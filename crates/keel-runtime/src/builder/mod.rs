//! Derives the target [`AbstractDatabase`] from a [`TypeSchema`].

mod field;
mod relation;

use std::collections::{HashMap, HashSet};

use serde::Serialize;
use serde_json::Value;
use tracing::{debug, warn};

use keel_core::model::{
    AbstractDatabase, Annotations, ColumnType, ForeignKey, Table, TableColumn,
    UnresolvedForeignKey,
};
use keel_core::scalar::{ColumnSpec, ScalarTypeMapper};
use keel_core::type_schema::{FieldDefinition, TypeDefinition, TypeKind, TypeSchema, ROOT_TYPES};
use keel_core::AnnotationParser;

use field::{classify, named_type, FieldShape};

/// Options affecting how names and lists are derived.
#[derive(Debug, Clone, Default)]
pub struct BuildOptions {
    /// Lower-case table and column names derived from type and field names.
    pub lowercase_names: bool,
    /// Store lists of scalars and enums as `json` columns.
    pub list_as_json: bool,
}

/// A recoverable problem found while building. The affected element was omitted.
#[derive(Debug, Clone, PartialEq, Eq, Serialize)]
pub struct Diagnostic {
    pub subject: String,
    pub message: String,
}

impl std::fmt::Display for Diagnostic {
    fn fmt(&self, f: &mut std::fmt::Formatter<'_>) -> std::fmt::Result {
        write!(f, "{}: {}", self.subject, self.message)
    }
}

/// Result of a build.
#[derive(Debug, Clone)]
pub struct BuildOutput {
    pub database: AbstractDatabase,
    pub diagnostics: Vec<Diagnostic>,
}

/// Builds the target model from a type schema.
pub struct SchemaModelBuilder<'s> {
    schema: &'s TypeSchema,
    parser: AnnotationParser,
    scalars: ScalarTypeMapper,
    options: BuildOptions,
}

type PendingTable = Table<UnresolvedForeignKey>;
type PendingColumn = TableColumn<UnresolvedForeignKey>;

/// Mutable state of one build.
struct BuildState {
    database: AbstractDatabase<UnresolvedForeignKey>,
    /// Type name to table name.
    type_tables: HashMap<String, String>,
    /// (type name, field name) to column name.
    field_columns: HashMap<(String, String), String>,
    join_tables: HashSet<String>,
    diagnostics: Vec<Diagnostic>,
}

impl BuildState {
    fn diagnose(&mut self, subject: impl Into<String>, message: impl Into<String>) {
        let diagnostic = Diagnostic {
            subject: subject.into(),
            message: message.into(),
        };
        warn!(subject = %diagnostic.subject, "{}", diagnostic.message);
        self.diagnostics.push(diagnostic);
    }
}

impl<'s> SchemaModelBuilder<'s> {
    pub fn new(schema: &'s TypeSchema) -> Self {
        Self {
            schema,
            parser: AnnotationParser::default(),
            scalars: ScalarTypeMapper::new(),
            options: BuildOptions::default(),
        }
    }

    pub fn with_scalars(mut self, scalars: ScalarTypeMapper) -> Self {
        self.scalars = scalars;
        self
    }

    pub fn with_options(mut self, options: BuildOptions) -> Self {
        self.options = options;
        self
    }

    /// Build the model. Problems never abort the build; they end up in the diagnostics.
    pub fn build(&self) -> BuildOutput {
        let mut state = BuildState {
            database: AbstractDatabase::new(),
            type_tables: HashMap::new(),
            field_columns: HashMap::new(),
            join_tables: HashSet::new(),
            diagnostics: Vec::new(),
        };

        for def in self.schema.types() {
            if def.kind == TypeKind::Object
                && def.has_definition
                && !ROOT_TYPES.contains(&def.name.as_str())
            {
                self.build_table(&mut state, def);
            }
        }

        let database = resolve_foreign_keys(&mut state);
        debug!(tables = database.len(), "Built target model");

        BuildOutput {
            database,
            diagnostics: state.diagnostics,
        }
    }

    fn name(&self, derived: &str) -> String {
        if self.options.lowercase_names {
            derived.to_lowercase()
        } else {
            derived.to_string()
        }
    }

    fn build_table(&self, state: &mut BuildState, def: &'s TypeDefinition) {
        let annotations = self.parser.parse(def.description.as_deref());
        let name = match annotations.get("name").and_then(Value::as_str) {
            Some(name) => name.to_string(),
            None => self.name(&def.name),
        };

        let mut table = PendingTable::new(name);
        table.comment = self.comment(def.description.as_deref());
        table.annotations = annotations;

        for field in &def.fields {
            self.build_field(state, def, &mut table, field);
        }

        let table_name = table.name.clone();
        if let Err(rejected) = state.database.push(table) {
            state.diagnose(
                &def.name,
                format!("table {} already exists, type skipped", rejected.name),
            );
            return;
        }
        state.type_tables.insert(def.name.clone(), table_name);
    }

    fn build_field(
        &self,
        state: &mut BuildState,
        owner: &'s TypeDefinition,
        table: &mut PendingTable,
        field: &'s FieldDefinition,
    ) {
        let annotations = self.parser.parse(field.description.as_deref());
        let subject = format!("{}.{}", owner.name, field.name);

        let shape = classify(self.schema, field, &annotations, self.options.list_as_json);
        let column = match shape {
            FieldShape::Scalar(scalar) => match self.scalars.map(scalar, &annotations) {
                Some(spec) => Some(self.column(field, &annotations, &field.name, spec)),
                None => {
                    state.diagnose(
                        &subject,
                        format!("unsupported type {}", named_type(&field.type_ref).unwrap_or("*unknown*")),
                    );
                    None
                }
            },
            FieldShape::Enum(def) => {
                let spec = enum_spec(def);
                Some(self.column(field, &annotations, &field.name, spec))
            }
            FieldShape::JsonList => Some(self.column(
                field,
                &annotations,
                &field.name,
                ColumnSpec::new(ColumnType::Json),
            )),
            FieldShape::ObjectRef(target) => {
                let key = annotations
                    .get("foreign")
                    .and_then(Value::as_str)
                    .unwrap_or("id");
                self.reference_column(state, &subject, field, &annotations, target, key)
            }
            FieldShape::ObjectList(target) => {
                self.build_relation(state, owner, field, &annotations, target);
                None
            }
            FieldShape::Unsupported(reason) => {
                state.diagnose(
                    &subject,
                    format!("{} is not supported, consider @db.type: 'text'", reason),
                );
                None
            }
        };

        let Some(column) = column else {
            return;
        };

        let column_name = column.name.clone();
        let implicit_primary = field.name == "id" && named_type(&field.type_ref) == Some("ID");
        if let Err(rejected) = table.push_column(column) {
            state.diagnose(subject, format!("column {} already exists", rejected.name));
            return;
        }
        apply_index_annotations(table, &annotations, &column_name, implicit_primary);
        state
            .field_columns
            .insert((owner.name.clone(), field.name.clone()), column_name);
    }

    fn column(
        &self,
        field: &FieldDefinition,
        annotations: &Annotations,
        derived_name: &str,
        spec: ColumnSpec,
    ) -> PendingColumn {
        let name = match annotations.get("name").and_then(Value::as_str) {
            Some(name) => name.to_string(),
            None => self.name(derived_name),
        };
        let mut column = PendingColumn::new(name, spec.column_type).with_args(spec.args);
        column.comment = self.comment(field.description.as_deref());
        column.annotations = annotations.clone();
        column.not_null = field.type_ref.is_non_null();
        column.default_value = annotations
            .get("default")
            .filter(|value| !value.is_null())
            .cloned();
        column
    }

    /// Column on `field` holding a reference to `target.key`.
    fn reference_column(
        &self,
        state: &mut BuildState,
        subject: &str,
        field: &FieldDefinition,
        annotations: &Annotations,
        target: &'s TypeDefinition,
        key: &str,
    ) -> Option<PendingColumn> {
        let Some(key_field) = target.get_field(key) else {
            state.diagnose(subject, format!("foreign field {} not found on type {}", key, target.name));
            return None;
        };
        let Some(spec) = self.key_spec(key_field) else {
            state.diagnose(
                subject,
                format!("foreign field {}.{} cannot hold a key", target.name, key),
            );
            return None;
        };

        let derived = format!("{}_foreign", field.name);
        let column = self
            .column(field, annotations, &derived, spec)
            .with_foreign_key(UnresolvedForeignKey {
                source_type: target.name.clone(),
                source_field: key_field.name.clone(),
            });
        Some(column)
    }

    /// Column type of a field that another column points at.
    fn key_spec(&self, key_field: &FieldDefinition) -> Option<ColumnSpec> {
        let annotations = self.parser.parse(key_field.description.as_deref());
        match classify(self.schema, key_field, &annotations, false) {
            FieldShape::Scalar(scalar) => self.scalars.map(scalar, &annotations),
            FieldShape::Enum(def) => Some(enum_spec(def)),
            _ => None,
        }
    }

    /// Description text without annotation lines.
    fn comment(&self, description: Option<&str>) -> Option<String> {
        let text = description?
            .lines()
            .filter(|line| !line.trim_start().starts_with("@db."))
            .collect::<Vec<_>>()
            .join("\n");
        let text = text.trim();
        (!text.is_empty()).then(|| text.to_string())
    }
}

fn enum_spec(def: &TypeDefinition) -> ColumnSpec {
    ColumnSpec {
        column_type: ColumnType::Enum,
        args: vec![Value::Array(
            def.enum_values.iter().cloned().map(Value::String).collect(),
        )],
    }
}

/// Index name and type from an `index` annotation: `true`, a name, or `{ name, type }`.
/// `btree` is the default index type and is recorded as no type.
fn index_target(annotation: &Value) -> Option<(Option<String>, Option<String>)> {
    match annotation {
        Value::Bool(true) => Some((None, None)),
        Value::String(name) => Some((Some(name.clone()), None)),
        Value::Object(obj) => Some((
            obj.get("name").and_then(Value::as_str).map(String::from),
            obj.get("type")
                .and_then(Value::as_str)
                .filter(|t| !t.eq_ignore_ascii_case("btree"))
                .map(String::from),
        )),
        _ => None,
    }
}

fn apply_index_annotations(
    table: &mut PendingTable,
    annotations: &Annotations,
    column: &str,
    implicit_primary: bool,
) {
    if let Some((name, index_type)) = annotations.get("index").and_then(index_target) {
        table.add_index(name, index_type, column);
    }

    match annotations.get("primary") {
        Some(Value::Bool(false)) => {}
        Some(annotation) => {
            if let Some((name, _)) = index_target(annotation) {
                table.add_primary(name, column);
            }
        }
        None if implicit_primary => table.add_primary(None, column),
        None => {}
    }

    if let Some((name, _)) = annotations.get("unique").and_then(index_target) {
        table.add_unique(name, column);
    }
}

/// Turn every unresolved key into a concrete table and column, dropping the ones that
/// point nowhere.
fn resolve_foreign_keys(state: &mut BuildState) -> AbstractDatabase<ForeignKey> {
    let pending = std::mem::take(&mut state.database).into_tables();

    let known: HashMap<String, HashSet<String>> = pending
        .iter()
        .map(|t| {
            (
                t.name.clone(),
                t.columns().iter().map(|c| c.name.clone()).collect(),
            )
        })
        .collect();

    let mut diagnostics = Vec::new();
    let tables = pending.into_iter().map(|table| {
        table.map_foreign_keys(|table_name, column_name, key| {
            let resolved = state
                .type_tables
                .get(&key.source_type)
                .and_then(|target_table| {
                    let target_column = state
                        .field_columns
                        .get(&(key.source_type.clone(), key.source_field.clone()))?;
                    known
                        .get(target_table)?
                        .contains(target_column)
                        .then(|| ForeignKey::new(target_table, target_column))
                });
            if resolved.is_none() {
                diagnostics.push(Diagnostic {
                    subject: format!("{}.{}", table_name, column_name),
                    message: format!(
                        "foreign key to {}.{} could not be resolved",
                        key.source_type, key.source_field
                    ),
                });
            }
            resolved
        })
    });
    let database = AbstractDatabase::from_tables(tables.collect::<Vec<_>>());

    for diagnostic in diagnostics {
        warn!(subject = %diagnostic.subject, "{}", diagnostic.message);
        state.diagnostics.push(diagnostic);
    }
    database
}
────────────────────
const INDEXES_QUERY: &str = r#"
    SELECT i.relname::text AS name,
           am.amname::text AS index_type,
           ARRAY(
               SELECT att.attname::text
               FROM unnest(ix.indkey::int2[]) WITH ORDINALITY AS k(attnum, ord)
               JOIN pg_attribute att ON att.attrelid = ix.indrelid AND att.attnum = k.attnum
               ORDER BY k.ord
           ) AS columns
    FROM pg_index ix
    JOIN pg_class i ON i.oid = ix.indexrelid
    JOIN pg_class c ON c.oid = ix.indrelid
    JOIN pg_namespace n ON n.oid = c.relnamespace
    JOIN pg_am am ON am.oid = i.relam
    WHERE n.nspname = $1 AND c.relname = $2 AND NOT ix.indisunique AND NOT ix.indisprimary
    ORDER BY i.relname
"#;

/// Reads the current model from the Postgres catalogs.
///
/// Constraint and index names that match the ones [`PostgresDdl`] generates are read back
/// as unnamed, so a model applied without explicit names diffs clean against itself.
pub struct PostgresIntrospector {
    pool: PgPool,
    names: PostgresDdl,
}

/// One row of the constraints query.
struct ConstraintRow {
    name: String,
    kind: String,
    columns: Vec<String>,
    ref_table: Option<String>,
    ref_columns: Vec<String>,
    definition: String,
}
────────────────────
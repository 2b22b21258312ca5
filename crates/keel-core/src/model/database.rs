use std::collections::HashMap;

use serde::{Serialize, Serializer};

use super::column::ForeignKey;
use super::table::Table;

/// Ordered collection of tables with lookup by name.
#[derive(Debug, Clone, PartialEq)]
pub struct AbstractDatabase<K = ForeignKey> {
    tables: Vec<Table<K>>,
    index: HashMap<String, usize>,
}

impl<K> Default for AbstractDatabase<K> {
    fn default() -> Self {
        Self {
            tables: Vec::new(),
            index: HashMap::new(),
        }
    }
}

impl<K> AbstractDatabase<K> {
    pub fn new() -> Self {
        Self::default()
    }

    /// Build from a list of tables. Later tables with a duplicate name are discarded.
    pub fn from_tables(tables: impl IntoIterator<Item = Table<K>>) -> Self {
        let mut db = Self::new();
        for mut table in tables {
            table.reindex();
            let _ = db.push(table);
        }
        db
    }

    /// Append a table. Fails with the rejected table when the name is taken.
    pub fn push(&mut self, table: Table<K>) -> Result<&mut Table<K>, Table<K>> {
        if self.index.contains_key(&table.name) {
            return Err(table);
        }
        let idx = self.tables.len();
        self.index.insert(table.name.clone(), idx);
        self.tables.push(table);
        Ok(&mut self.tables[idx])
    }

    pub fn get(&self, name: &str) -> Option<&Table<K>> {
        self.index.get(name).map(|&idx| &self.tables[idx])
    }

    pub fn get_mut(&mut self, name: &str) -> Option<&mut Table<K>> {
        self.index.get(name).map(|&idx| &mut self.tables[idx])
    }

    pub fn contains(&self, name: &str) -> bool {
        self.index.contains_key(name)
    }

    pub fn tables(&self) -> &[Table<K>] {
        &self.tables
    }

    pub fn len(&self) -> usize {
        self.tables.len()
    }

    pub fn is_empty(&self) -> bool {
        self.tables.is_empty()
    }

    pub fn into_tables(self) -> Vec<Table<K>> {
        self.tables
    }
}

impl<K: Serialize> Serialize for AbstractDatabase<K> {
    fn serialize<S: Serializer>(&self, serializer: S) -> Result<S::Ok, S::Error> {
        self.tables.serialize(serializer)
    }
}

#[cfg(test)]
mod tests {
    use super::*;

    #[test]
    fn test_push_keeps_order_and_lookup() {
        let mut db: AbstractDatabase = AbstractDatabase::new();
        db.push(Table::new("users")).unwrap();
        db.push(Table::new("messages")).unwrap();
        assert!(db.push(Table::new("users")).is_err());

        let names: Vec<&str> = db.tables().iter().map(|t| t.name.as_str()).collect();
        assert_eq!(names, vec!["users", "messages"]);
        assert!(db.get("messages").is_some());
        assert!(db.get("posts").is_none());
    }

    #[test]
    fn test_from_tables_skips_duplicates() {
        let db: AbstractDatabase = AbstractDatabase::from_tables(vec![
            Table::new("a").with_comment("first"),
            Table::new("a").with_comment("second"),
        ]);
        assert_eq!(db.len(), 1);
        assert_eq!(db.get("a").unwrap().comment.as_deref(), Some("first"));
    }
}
────────────────────
§ WHAT IS BEING ASKED
Report each line of the material above where the word "ColumnType" appears.

§ ANSWER SPACE
    AbstractDatabase, Annotations, ColumnType, ForeignKey, Table, TableColumn,
                ColumnSpec::new(ColumnType::Json),
        column_type: ColumnType::Enum,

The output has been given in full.